Lets assume the tables
job_history
employee_id job_id
----------- ----------
102 IT_PROG,
101 AC_ACCOUNT
employees
employee_id job_id
----------- ----------
102 IT_PROG,
So according to my knowledge the query should output only 102 IT_PROG,
But its output is
employee_id job_id
----------- ----------
102 IT_PROG,
101 AC_ACCOUNT
thats the problem..
Oracle optimizer changes ANY, ALL and SOME operators during run time with EXISTS / NOT EXISTS and shifts the filtering criteria inside the correlated query. I checked one example on one of the site...
SELECT e1.empno, e1.sal
FROM emp e1
WHERE e1.sal > ALL (SELECT e2.sal
FROM emp e2
WHERE e2.deptno = 20);
is interpreted by the compiler as
SELECT e1.empno, e1.sal
FROM emp e1
WHERE NOT EXISTS (SELECT e2.sal
FROM emp e2
WHERE e2.deptno = 20
AND e1.sal <= e2.sal)
Still not very sure but may be the query that you have provided is being interpreted as following:-
Original Query:
SELECT *
FROM job_history j
WHERE ( employee_id, job_id ) = ALL (SELECT employee_id, job_id
FROM employees e
WHERE e.employee_id = j.employee_id
AND e.job_id = j.job_id)
Oracle Interpretation(just a guess work based on > ANY example)
SELECT *
FROM job_history j
WHERE NOT EXISTS (SELECT employee_id, job_id
FROM employees e
WHERE e.employee_id = j.employee_id
AND e.job_id = j.job_id
and e.employee_id != j.employee_id
AND e.job_id != j.job_id)
But still there is long way to discover the actual interpretation by ALL, ANY and SOME.
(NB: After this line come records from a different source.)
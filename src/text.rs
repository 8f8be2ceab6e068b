//! Text representations accepted and produced by the match operations.
//!
//! Subjects come in two shapes: UTF-8 strings ("binary") and code point
//! lists. The list shape is legacy; it still works but every call that
//! receives one emits a deprecation notice.

use std::borrow::Cow;
use std::fmt;
use std::ops::Range;

use serde::{Deserialize, Serialize};

/// Text to match against.
#[derive(Clone, Copy, Debug, PartialEq, Eq)]
pub enum Subject<'a> {
    Binary(&'a str),
    /// Legacy code point list.
    List(&'a [char]),
}

impl<'a> Subject<'a> {
    /// The return mode used when the caller did not ask for one.
    #[must_use]
    pub fn default_return(&self) -> ReturnMode {
        match self {
            Subject::Binary(_) => ReturnMode::Binary,
            Subject::List(_) => ReturnMode::List,
        }
    }

    #[must_use]
    pub fn is_list(&self) -> bool {
        matches!(self, Subject::List(_))
    }

    /// The subject as UTF-8, borrowing when it already is.
    pub(crate) fn as_utf8(&self) -> Cow<'a, str> {
        match *self {
            Subject::Binary(text) => Cow::Borrowed(text),
            Subject::List(chars) => Cow::Owned(chars.iter().collect()),
        }
    }
}

impl<'a> From<&'a str> for Subject<'a> {
    fn from(text: &'a str) -> Self {
        Subject::Binary(text)
    }
}

impl<'a> From<&'a String> for Subject<'a> {
    fn from(text: &'a String) -> Self {
        Subject::Binary(text.as_str())
    }
}

impl<'a> From<&'a [char]> for Subject<'a> {
    fn from(chars: &'a [char]) -> Self {
        Subject::List(chars)
    }
}

impl<'a, const N: usize> From<&'a [char; N]> for Subject<'a> {
    fn from(chars: &'a [char; N]) -> Self {
        Subject::List(chars.as_slice())
    }
}

impl<'a> From<&'a Vec<char>> for Subject<'a> {
    fn from(chars: &'a Vec<char>) -> Self {
        Subject::List(chars.as_slice())
    }
}

/// How matched text comes back to the caller.
#[derive(Clone, Copy, Debug, PartialEq, Eq, Serialize, Deserialize)]
#[serde(rename_all = "snake_case")]
pub enum ReturnMode {
    /// Owned UTF-8 strings.
    Binary,
    /// Code point lists.
    #[serde(alias = "list_of_codepoints")]
    List,
    /// `(offset, length)` byte pairs into the UTF-8 subject.
    Index,
}

/// One matched (or split-off) piece of the subject.
#[derive(Clone, Debug, PartialEq, Eq, Hash, Serialize)]
#[serde(untagged)]
pub enum Fragment {
    Binary(String),
    List(Vec<char>),
    /// Byte offset and byte length. A group that did not take part in the
    /// match is `(-1, 0)`.
    Index { offset: isize, length: usize },
}

impl Fragment {
    /// The value of a group that did not take part in a match.
    #[must_use]
    pub fn absent(mode: ReturnMode) -> Self {
        match mode {
            ReturnMode::Binary => Fragment::Binary(String::new()),
            ReturnMode::List => Fragment::List(Vec::new()),
            ReturnMode::Index => Fragment::Index {
                offset: -1,
                length: 0,
            },
        }
    }

    /// Shape the byte range `span` of `text` for `mode`.
    pub(crate) fn from_span(text: &str, span: Range<usize>, mode: ReturnMode) -> Self {
        match mode {
            ReturnMode::Binary => Fragment::Binary(text[span].to_string()),
            ReturnMode::List => Fragment::List(text[span].chars().collect()),
            ReturnMode::Index => Fragment::Index {
                // Subjects are bounded by isize::MAX bytes.
                offset: span.start as isize,
                length: span.len(),
            },
        }
    }

    /// The text of a binary fragment.
    #[must_use]
    pub fn as_str(&self) -> Option<&str> {
        match self {
            Fragment::Binary(text) => Some(text),
            _ => None,
        }
    }

    /// Offset and length of an index fragment.
    #[must_use]
    pub fn as_index(&self) -> Option<(isize, usize)> {
        match *self {
            Fragment::Index { offset, length } => Some((offset, length)),
            _ => None,
        }
    }
}

impl From<&str> for Fragment {
    fn from(text: &str) -> Self {
        Fragment::Binary(text.to_string())
    }
}

impl fmt::Display for Fragment {
    fn fmt(&self, f: &mut fmt::Formatter<'_>) -> fmt::Result {
        match self {
            Fragment::Binary(text) => f.write_str(text),
            Fragment::List(chars) => chars.iter().try_for_each(|ch| write!(f, "{ch}")),
            Fragment::Index { offset, length } => write!(f, "{{{offset}, {length}}}"),
        }
    }
}

/// A whole text produced by `replace` and `escape`.
#[derive(Clone, Debug, PartialEq, Eq, Hash, Serialize)]
#[serde(untagged)]
pub enum Text {
    Binary(String),
    List(Vec<char>),
}

impl Text {
    /// Wrap `text` in the shape `mode` asks for. Index mode has no whole-text
    /// form and yields a binary.
    pub(crate) fn shaped(text: String, mode: ReturnMode) -> Self {
        match mode {
            ReturnMode::List => Text::List(text.chars().collect()),
            ReturnMode::Binary | ReturnMode::Index => Text::Binary(text),
        }
    }

    #[must_use]
    pub fn as_str(&self) -> Option<&str> {
        match self {
            Text::Binary(text) => Some(text),
            Text::List(_) => None,
        }
    }

    /// Convert to a `String` regardless of shape.
    #[must_use]
    pub fn into_string(self) -> String {
        match self {
            Text::Binary(text) => text,
            Text::List(chars) => chars.into_iter().collect(),
        }
    }
}

impl fmt::Display for Text {
    fn fmt(&self, f: &mut fmt::Formatter<'_>) -> fmt::Result {
        match self {
            Text::Binary(text) => f.write_str(text),
            Text::List(chars) => chars.iter().try_for_each(|ch| write!(f, "{ch}")),
        }
    }
}
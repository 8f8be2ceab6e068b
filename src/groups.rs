//! Named capture group discovery.

use std::sync::LazyLock;

use crate::engine::Engine;
use crate::options::Flag;

/// Matches `(?<name>` and `(?P<name>` openers, capturing the name.
static NAMED_GROUP: LazyLock<Engine> = LazyLock::new(|| {
    Engine::compile(r"\(\?P?<([^>]+)>", &[Flag::Unicode])
        .expect("named group discovery pattern is valid")
});

/// Names of the named capture groups in `source`, in order of appearance.
///
/// Nesting does not matter, only the position of each opener. Duplicate
/// names are kept; rejecting them is the engine's job.
#[must_use]
pub fn discover(source: &str) -> Vec<String> {
    let names: Vec<String> = NAMED_GROUP
        .captures_all(source)
        .into_iter()
        .filter_map(|caps| caps.get(1).cloned().flatten())
        .map(|span| source[span].to_string())
        .collect();
    log::debug!("discovered {} named group(s) in {source:?}", names.len());
    names
}
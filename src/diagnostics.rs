//! Deprecation notices emitted as a side effect of otherwise normal calls.
//!
//! Notices never change the outcome of a call. They go to a [`Diagnostics`]
//! sink carried by each compiled pattern, so embedders can route or capture
//! them instead of relying on a process-wide stream.

use std::fmt;
use std::sync::Arc;

use parking_lot::Mutex;

/// Receiver for non-fatal deprecation notices.
pub trait Diagnostics: fmt::Debug + Send + Sync {
    /// Record a one-line deprecation notice.
    fn deprecated(&self, notice: &str);
}

/// Writes notices through the `log` facade at warn level.
#[derive(Debug, Default, Clone, Copy)]
pub struct LogDiagnostics;

impl Diagnostics for LogDiagnostics {
    fn deprecated(&self, notice: &str) {
        log::warn!(target: "kodegen_regex::deprecated", "{notice}");
    }
}

/// Keeps every notice in memory, in emission order.
#[derive(Debug, Default)]
pub struct RecordedDiagnostics {
    notices: Mutex<Vec<String>>,
}

impl RecordedDiagnostics {
    #[must_use]
    pub fn new() -> Self {
        Self::default()
    }

    /// Snapshot of the notices received so far.
    #[must_use]
    pub fn notices(&self) -> Vec<String> {
        self.notices.lock().clone()
    }

    /// Drain the notices received so far.
    pub fn take(&self) -> Vec<String> {
        std::mem::take(&mut *self.notices.lock())
    }
}

impl Diagnostics for RecordedDiagnostics {
    fn deprecated(&self, notice: &str) {
        self.notices.lock().push(notice.to_string());
    }
}

/// The sink used when the caller does not supply one.
pub(crate) fn default_sink() -> Arc<dyn Diagnostics> {
    Arc::new(LogDiagnostics)
}
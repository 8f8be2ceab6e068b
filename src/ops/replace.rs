//! Substitution with `&` / `\N` templates or a closure.

use super::prepare;
use crate::config::MatchOptions;
use crate::engine::Span;
use crate::pattern::Pattern;
use crate::text::{Subject, Text};

#[derive(Clone, Debug, PartialEq, Eq)]
enum Piece {
    Literal(String),
    Group(usize),
}

/// A parsed replacement template.
///
/// `&` is the whole match, `\N` and `\g{N}` are group `N` (1-based; `\0` is
/// the whole match too), `\&` and `\\` are a literal `&` and backslash. Any
/// other backslash is kept as is. Groups that did not take part in the match,
/// or do not exist, expand to nothing.
#[derive(Clone, Debug, PartialEq, Eq)]
pub(crate) struct Template {
    pieces: Vec<Piece>,
}

impl Template {
    pub(crate) fn parse(template: &str) -> Template {
        let mut pieces = Vec::new();
        let mut literal = String::new();
        let mut chars = template.chars().peekable();

        let push_group = |literal: &mut String, pieces: &mut Vec<Piece>, group| {
            if !literal.is_empty() {
                pieces.push(Piece::Literal(std::mem::take(literal)));
            }
            pieces.push(Piece::Group(group));
        };

        while let Some(ch) = chars.next() {
            match ch {
                '&' => push_group(&mut literal, &mut pieces, 0),
                '\\' => match chars.peek().copied() {
                    Some(escaped @ ('&' | '\\')) => {
                        chars.next();
                        literal.push(escaped);
                    }
                    Some(digit) if digit.is_ascii_digit() => {
                        let mut number = String::new();
                        while let Some(digit) = chars.next_if(char::is_ascii_digit) {
                            number.push(digit);
                        }
                        push_group(&mut literal, &mut pieces, group_number(&number));
                    }
                    Some('g') => {
                        let mut lookahead = chars.clone();
                        lookahead.next();
                        let braced = if lookahead.next_if_eq(&'{').is_some() {
                            let mut number = String::new();
                            while let Some(digit) = lookahead.next_if(char::is_ascii_digit) {
                                number.push(digit);
                            }
                            (!number.is_empty() && lookahead.next_if_eq(&'}').is_some())
                                .then_some(number)
                        } else {
                            None
                        };
                        match braced {
                            Some(number) => {
                                chars = lookahead;
                                push_group(&mut literal, &mut pieces, group_number(&number));
                            }
                            None => literal.push('\\'),
                        }
                    }
                    _ => literal.push('\\'),
                },
                other => literal.push(other),
            }
        }
        if !literal.is_empty() {
            pieces.push(Piece::Literal(literal));
        }
        Template { pieces }
    }

    /// Append the expansion for one match to `out`.
    pub(crate) fn expand(&self, text: &str, caps: &[Span], out: &mut String) {
        for piece in &self.pieces {
            match piece {
                Piece::Literal(literal) => out.push_str(literal),
                Piece::Group(index) => {
                    if let Some(Some(span)) = caps.get(*index) {
                        out.push_str(&text[span.clone()]);
                    }
                }
            }
        }
    }
}

/// Out of range numbers name a group that cannot exist.
fn group_number(digits: &str) -> usize {
    digits.parse().unwrap_or(usize::MAX)
}

/// Replace matches of `pattern` in `subject` using `template`.
///
/// Every match is replaced unless `opts.global` is false. The result has the
/// subject's shape unless `opts.return_mode` asks for binary or list.
#[must_use]
pub fn replace<'a>(
    pattern: &Pattern,
    subject: impl Into<Subject<'a>>,
    template: &str,
    opts: &MatchOptions,
) -> Text {
    let template = Template::parse(template);
    let prepared = prepare(pattern, subject.into(), Some(opts));
    let text = &*prepared.text;

    let replaced = pattern.engine.replace(text, opts.global, |caps, out| {
        template.expand(text, caps, out);
    });
    Text::shaped(replaced, prepared.mode)
}

/// Replace matches of `pattern` with whatever `replacement` returns.
///
/// The closure receives the whole match followed by every group; groups that
/// did not take part are empty strings.
pub fn replace_with<'a, F>(
    pattern: &Pattern,
    subject: impl Into<Subject<'a>>,
    mut replacement: F,
    opts: &MatchOptions,
) -> Text
where
    F: FnMut(&[&str]) -> String,
{
    let prepared = prepare(pattern, subject.into(), Some(opts));
    let text = &*prepared.text;

    let replaced = pattern.engine.replace(text, opts.global, |caps, out| {
        let groups: Vec<&str> = caps
            .iter()
            .map(|span| span.clone().map_or("", |span| &text[span]))
            .collect();
        out.push_str(&replacement(&groups));
    });
    Text::shaped(replaced, prepared.mode)
}
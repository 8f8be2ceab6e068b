use super::prepare;
use crate::config::MatchOptions;
use crate::pattern::Pattern;
use crate::text::{Fragment, Subject};

/// Split `subject` at each match of `pattern`.
///
/// `opts.parts` bounds the number of pieces (the last piece keeps the rest of
/// the subject); `opts.global == false` forces at most two. With
/// `opts.trim`, empty pieces are dropped after splitting. A subject without
/// matches comes back as a single piece.
#[must_use]
pub fn split<'a>(
    pattern: &Pattern,
    subject: impl Into<Subject<'a>>,
    opts: &MatchOptions,
) -> Vec<Fragment> {
    let prepared = prepare(pattern, subject.into(), Some(opts));
    let limit = if opts.global { opts.parts.limit() } else { Some(2) };

    pattern
        .engine
        .split(&prepared.text, limit)
        .into_iter()
        .filter(|piece| !(opts.trim && piece.is_empty()))
        .map(|piece| Fragment::from_span(&prepared.text, piece, prepared.mode))
        .collect()
}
Anyways, there clauses were used long before I guess before 8i and so, now a days they are considered as obsolete, although Oracle supports them but they have been taken over by analitical functions and other techniques of querying data.
It must be like this:
SELECT *
FROM job_history j
WHERE ( employee_id, job_id ) =ANY (SELECT employee_id, job_id
FROM employees e
WHERE e.employee_id = j.employee_id
AND e.job_id = j.job_id)
Opposite of =ANY is <>ALL.
x =ANY (SELECT ...) is equal to x IN (SELECT ...),
x <>ALL (SELECT ...) is equal to x NOT IN (SELECT ...)
Then you may try this one:
SELECT *
FROM job_history j
JOIN employees e USING (employee_id, job_id)